What is expected -
Copy the lines below verbatim. Begin with the first and end with the line containing "use crate::errors::Result;".

START Listed records

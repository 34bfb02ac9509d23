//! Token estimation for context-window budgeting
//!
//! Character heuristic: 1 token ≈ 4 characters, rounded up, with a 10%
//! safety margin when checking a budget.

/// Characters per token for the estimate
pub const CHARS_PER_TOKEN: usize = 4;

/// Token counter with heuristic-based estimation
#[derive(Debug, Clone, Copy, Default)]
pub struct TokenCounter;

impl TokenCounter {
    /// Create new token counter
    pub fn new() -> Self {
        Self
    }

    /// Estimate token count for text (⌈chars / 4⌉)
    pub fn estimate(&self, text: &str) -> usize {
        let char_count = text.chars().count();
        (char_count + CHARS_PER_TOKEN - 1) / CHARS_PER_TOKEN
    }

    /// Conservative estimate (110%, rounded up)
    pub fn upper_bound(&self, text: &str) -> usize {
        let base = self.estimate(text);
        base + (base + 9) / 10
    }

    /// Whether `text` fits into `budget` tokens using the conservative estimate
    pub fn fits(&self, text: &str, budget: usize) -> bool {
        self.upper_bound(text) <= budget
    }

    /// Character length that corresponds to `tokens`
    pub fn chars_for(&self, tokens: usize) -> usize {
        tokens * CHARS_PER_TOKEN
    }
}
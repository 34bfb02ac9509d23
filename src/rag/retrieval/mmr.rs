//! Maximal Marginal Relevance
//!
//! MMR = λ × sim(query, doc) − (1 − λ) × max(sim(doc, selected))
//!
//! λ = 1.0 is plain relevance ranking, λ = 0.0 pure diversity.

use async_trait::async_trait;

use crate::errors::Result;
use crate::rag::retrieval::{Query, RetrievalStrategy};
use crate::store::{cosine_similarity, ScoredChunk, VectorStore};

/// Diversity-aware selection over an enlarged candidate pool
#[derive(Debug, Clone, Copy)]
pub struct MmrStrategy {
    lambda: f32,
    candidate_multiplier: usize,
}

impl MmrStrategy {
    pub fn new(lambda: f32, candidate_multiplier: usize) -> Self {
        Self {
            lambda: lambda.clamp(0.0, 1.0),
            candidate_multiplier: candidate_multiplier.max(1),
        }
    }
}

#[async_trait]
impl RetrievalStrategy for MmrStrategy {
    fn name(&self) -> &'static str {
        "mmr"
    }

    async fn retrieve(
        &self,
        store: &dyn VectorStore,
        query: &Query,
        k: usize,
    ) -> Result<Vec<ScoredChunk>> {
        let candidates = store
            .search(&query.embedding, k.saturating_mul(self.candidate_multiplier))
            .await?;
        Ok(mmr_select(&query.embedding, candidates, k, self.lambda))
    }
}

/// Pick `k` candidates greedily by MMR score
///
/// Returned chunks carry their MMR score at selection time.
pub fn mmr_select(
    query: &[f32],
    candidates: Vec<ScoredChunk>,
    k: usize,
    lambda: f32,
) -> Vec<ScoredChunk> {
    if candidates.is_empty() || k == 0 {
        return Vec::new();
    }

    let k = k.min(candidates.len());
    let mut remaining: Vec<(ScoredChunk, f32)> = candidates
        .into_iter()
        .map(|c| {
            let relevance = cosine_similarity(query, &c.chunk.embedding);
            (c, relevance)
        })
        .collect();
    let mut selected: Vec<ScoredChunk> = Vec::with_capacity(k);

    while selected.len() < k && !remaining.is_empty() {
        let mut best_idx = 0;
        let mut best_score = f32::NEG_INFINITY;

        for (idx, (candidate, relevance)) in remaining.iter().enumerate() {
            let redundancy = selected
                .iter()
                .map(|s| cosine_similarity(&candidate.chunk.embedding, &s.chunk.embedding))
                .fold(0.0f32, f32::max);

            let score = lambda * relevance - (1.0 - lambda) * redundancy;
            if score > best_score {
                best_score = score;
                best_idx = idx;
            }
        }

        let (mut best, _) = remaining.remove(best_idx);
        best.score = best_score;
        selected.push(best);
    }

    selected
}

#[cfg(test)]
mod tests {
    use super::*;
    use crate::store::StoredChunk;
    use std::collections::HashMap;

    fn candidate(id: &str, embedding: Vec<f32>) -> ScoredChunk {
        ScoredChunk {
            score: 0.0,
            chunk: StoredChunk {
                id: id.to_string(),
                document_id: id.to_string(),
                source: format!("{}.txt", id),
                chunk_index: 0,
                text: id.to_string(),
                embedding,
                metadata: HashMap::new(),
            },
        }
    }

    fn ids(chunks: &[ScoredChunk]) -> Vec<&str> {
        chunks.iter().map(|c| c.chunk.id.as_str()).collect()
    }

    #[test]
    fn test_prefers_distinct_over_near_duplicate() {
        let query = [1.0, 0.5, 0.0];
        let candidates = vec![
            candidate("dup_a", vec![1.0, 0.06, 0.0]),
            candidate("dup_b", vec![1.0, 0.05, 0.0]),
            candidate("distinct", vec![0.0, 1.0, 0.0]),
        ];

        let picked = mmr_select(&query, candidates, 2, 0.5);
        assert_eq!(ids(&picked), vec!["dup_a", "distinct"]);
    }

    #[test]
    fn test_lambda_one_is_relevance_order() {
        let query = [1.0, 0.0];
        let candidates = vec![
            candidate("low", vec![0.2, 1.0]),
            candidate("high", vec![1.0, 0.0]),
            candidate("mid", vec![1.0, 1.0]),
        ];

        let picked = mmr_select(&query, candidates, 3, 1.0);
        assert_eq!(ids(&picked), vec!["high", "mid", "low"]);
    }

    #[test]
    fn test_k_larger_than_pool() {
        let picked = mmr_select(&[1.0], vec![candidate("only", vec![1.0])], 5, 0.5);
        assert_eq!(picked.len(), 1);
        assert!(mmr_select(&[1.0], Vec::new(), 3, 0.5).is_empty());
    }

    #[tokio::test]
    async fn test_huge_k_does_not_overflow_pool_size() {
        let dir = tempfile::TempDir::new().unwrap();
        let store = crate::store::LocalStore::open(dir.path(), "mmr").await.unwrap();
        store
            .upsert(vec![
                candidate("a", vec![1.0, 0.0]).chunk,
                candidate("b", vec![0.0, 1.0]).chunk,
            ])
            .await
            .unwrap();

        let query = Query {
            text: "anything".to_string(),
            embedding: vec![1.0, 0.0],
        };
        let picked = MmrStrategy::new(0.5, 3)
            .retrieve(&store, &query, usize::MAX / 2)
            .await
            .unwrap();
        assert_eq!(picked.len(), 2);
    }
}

END Listed records

Exercise result -
repository 34bfb02ac9509d23
//! Token estimation for context-window budgeting
//!
//! Character heuristic: 1 token ≈ 4 characters, rounded up, with a 10%
//! safety margin when checking a budget.

/// Characters per token for the estimate
pub const CHARS_PER_TOKEN: usize = 4;

/// Token counter with heuristic-based estimation
#[derive(Debug, Clone, Copy, Default)]
pub struct TokenCounter;

impl TokenCounter {
    /// Create new token counter
    pub fn new() -> Self {
        Self
    }

    /// Estimate token count for text (⌈chars / 4⌉)
    pub fn estimate(&self, text: &str) -> usize {
        let char_count = text.chars().count();
        (char_count + CHARS_PER_TOKEN - 1) / CHARS_PER_TOKEN
    }

    /// Conservative estimate (110%, rounded up)
    pub fn upper_bound(&self, text: &str) -> usize {
        let base = self.estimate(text);
        base + (base + 9) / 10
    }

    /// Whether `text` fits into `budget` tokens using the conservative estimate
    pub fn fits(&self, text: &str, budget: usize) -> bool {
        self.upper_bound(text) <= budget
    }

    /// Character length that corresponds to `tokens`
    pub fn chars_for(&self, tokens: usize) -> usize {
        tokens * CHARS_PER_TOKEN
    }
}
repository 34bfb02ac9509d23
filename src/rag/retrieval/mmr.rs
//! Maximal Marginal Relevance
//!
//! MMR = λ × sim(query, doc) − (1 − λ) × max(sim(doc, selected))
//!
//! λ = 1.0 is plain relevance ranking, λ = 0.0 pure diversity.

use async_trait::async_trait;

use crate::errors::Result;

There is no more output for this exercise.